▶ [Raw data]
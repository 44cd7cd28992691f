//! Tenant Models

use jiff::Timestamp;
use uuid::Uuid;

use crate::uuids::TypedUuid;

/// Tenant UUID
pub type TenantUuid = TypedUuid<Tenant>;

/// Tenant Model
#[derive(Debug, Clone)]
pub struct Tenant {
    pub uuid: TenantUuid,
    pub name: String,
    pub created_at: Timestamp,
}

/// New Tenant Model
///
/// `token_hash` is the SHA-256 hash of the tenant's API token; the raw token
/// is only ever held by the caller that generated it.
#[derive(Debug, Clone)]
pub struct NewTenant {
    pub uuid: Uuid,
    pub name: String,
    pub token_uuid: Uuid,
    pub token_hash: String,
}
//! Products service.

use async_trait::async_trait;
use jiff::Timestamp;
use mockall::automock;

use crate::{
    database::Db,
    domain::{
        products::{
            errors::ProductsServiceError,
            models::{NewProduct, Product, ProductUpdate, ProductUuid},
            repository::PgProductsRepository,
        },
        tenants::models::TenantUuid,
    },
};

#[derive(Debug, Clone)]
pub struct PgProductsService {
    db: Db,
    repository: PgProductsRepository,
}

impl PgProductsService {
    #[must_use]
    pub fn new(db: Db) -> Self {
        Self {
            db,
            repository: PgProductsRepository::new(),
        }
    }
}

#[async_trait]
impl ProductsService for PgProductsService {
    async fn list_products(
        &self,
        tenant: TenantUuid,
        point_in_time: Timestamp,
    ) -> Result<Vec<Product>, ProductsServiceError> {
        let mut tx = self.db.begin_tenant_transaction(tenant).await?;

        let products = self
            .repository
            .list_products(&mut tx, point_in_time)
            .await?;

        tx.commit().await?;

        Ok(products)
    }

    async fn get_product(
        &self,
        tenant: TenantUuid,
        product: ProductUuid,
        point_in_time: Timestamp,
    ) -> Result<Product, ProductsServiceError> {
        let mut tx = self.db.begin_tenant_transaction(tenant).await?;

        let product = self
            .repository
            .get_product(&mut tx, product, point_in_time)
            .await?;

        tx.commit().await?;

        Ok(product)
    }

    async fn create_product(
        &self,
        tenant: TenantUuid,
        product: NewProduct,
    ) -> Result<Product, ProductsServiceError> {
        if product.name.trim().is_empty() {
            return Err(ProductsServiceError::MissingRequiredData);
        }

        let mut tx = self.db.begin_tenant_transaction(tenant).await?;

        let created = self.repository.create_product(&mut tx, &product).await?;

        tx.commit().await?;

        Ok(created)
    }

    async fn update_product(
        &self,
        tenant: TenantUuid,
        product: ProductUuid,
        update: ProductUpdate,
    ) -> Result<Product, ProductsServiceError> {
        if update.name.trim().is_empty() {
            return Err(ProductsServiceError::MissingRequiredData);
        }

        let mut tx = self.db.begin_tenant_transaction(tenant).await?;

        let updated = self
            .repository
            .update_product(&mut tx, product, &update)
            .await?;

        tx.commit().await?;

        Ok(updated)
    }

    async fn delete_product(
        &self,
        tenant: TenantUuid,
        product: ProductUuid,
    ) -> Result<(), ProductsServiceError> {
        let mut tx = self.db.begin_tenant_transaction(tenant).await?;

        let rows_affected = self.repository.delete_product(&mut tx, product).await?;

        if rows_affected == 0 {
            return Err(ProductsServiceError::NotFound);
        }

        tx.commit().await?;

        Ok(())
    }
}

#[automock]
#[async_trait]
pub trait ProductsService: Send + Sync {
    /// Retrieves all products visible at the given point in time.
    async fn list_products(
        &self,
        tenant: TenantUuid,
        point_in_time: Timestamp,
    ) -> Result<Vec<Product>, ProductsServiceError>;

    /// Retrieve a single product.
    async fn get_product(
        &self,
        tenant: TenantUuid,
        product: ProductUuid,
        point_in_time: Timestamp,
    ) -> Result<Product, ProductsServiceError>;

    /// Creates a new product.
    async fn create_product(
        &self,
        tenant: TenantUuid,
        product: NewProduct,
    ) -> Result<Product, ProductsServiceError>;

    /// Updates a product with the given UUID.
    async fn update_product(
        &self,
        tenant: TenantUuid,
        product: ProductUuid,
        update: ProductUpdate,
    ) -> Result<Product, ProductsServiceError>;

    /// Soft-deletes a product with the given UUID.
    async fn delete_product(
        &self,
        tenant: TenantUuid,
        product: ProductUuid,
    ) -> Result<(), ProductsServiceError>;
}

▶ [How to complete this task] Return the whole listing, word for word.

▶ [Result of this exercise]
repository 44cd7cd28992691f
//! Tenant Models

use jiff::Timestamp;
use uuid::Uuid;

use crate::uuids::TypedUuid;

/// Tenant UUID
pub type TenantUuid = TypedUuid<Tenant>;

/// Tenant Model
#[derive(Debug, Clone)]
pub struct Tenant {
    pub uuid: TenantUuid,
    pub name: String,
    pub created_at: Timestamp,
}

/// New Tenant Model
///
/// `token_hash` is the SHA-256 hash of the tenant's API token; the raw token
/// is only ever held by the caller that generated it.
#[derive(Debug, Clone)]
pub struct NewTenant {
    pub uuid: Uuid,
    pub name: String,
    pub token_uuid: Uuid,
    pub token_hash: String,
}
//! Products service.

use async_trait::async_trait;
use jiff::Timestamp;
use mockall::automock;

use crate::{
    database::Db,
    domain::{
        products::{
            errors::ProductsServiceError,
            models::{NewProduct, Product, ProductUpdate, ProductUuid},
            repository::PgProductsRepository,
        },
        tenants::models::TenantUuid,
    },
};

#[derive(Debug, Clone)]
pub struct PgProductsService {
    db: Db,
    repository: PgProductsRepository,
}

impl PgProductsService {
    #[must_use]
    pub fn new(db: Db) -> Self {
        Self {
            db,
            repository: PgProductsRepository::new(),
        }
    }
}

#[async_trait]
impl ProductsService for PgProductsService {
    async fn list_products(
        &self,
        tenant: TenantUuid,
        point_in_time: Timestamp,
    ) -> Result<Vec<Product>, ProductsServiceError> {
        let mut tx = self.db.begin_tenant_transaction(tenant).await?;

        let products = self
            .repository
            .list_products(&mut tx, point_in_time)
            .await?;

        tx.commit().await?;

        Ok(products)
    }

    async fn get_product(
        &self,
        tenant: TenantUuid,
        product: ProductUuid,
        point_in_time: Timestamp,
    ) -> Result<Product, ProductsServiceError> {
        let mut tx = self.db.begin_tenant_transaction(tenant).await?;

        let product = self
            .repository
            .get_product(&mut tx, product, point_in_time)
            .await?;

        tx.commit().await?;

        Ok(product)
    }

    async fn create_product(
        &self,
        tenant: TenantUuid,
        product: NewProduct,
    ) -> Result<Product, ProductsServiceError> {
        if product.name.trim().is_empty() {
            return Err(ProductsServiceError::MissingRequiredData);
        }

        let mut tx = self.db.begin_tenant_transaction(tenant).await?;

        let created = self.repository.create_product(&mut tx, &product).await?;

        tx.commit().await?;

        Ok(created)
    }

    async fn update_product(
        &self,
        tenant: TenantUuid,
        product: ProductUuid,
        update: ProductUpdate,
    ) -> Result<Product, ProductsServiceError> {
        if update.name.trim().is_empty() {
            return Err(ProductsServiceError::MissingRequiredData);
        }

        let mut tx = self.db.begin_tenant_transaction(tenant).await?;

        let updated = self
            .repository
            .update_product(&mut tx, product, &update)
            .await?;

        tx.commit().await?;

        Ok(updated)
    }

    async fn delete_product(
        &self,
        tenant: TenantUuid,
        product: ProductUuid,
    ) -> Result<(), ProductsServiceError> {
        let mut tx = self.db.begin_tenant_transaction(tenant).await?;

        let rows_affected = self.repository.delete_product(&mut tx, product).await?;

        if rows_affected == 0 {
            return Err(ProductsServiceError::NotFound);
        }

        tx.commit().await?;

        Ok(())
    }
}

#[automock]
#[async_trait]
pub trait ProductsService: Send + Sync {
    /// Retrieves all products visible at the given point in time.
    async fn list_products(
        &self,
        tenant: TenantUuid,
        point_in_time: Timestamp,
    ) -> Result<Vec<Product>, ProductsServiceError>;

    /// Retrieve a single product.
    async fn get_product(
        &self,
        tenant: TenantUuid,
        product: ProductUuid,
        point_in_time: Timestamp,
    ) -> Result<Product, ProductsServiceError>;

    /// Creates a new product.
    async fn create_product(
        &self,
        tenant: TenantUuid,
        product: NewProduct,
    ) -> Result<Product, ProductsServiceError>;

    /// Updates a product with the given UUID.
    async fn update_product(
        &self,
        tenant: TenantUuid,
        product: ProductUuid,
        update: ProductUpdate,
    ) -> Result<Product, ProductsServiceError>;

    /// Soft-deletes a product with the given UUID.
    async fn delete_product(
        &self,
        tenant: TenantUuid,
        product: ProductUuid,
    ) -> Result<(), ProductsServiceError>;
}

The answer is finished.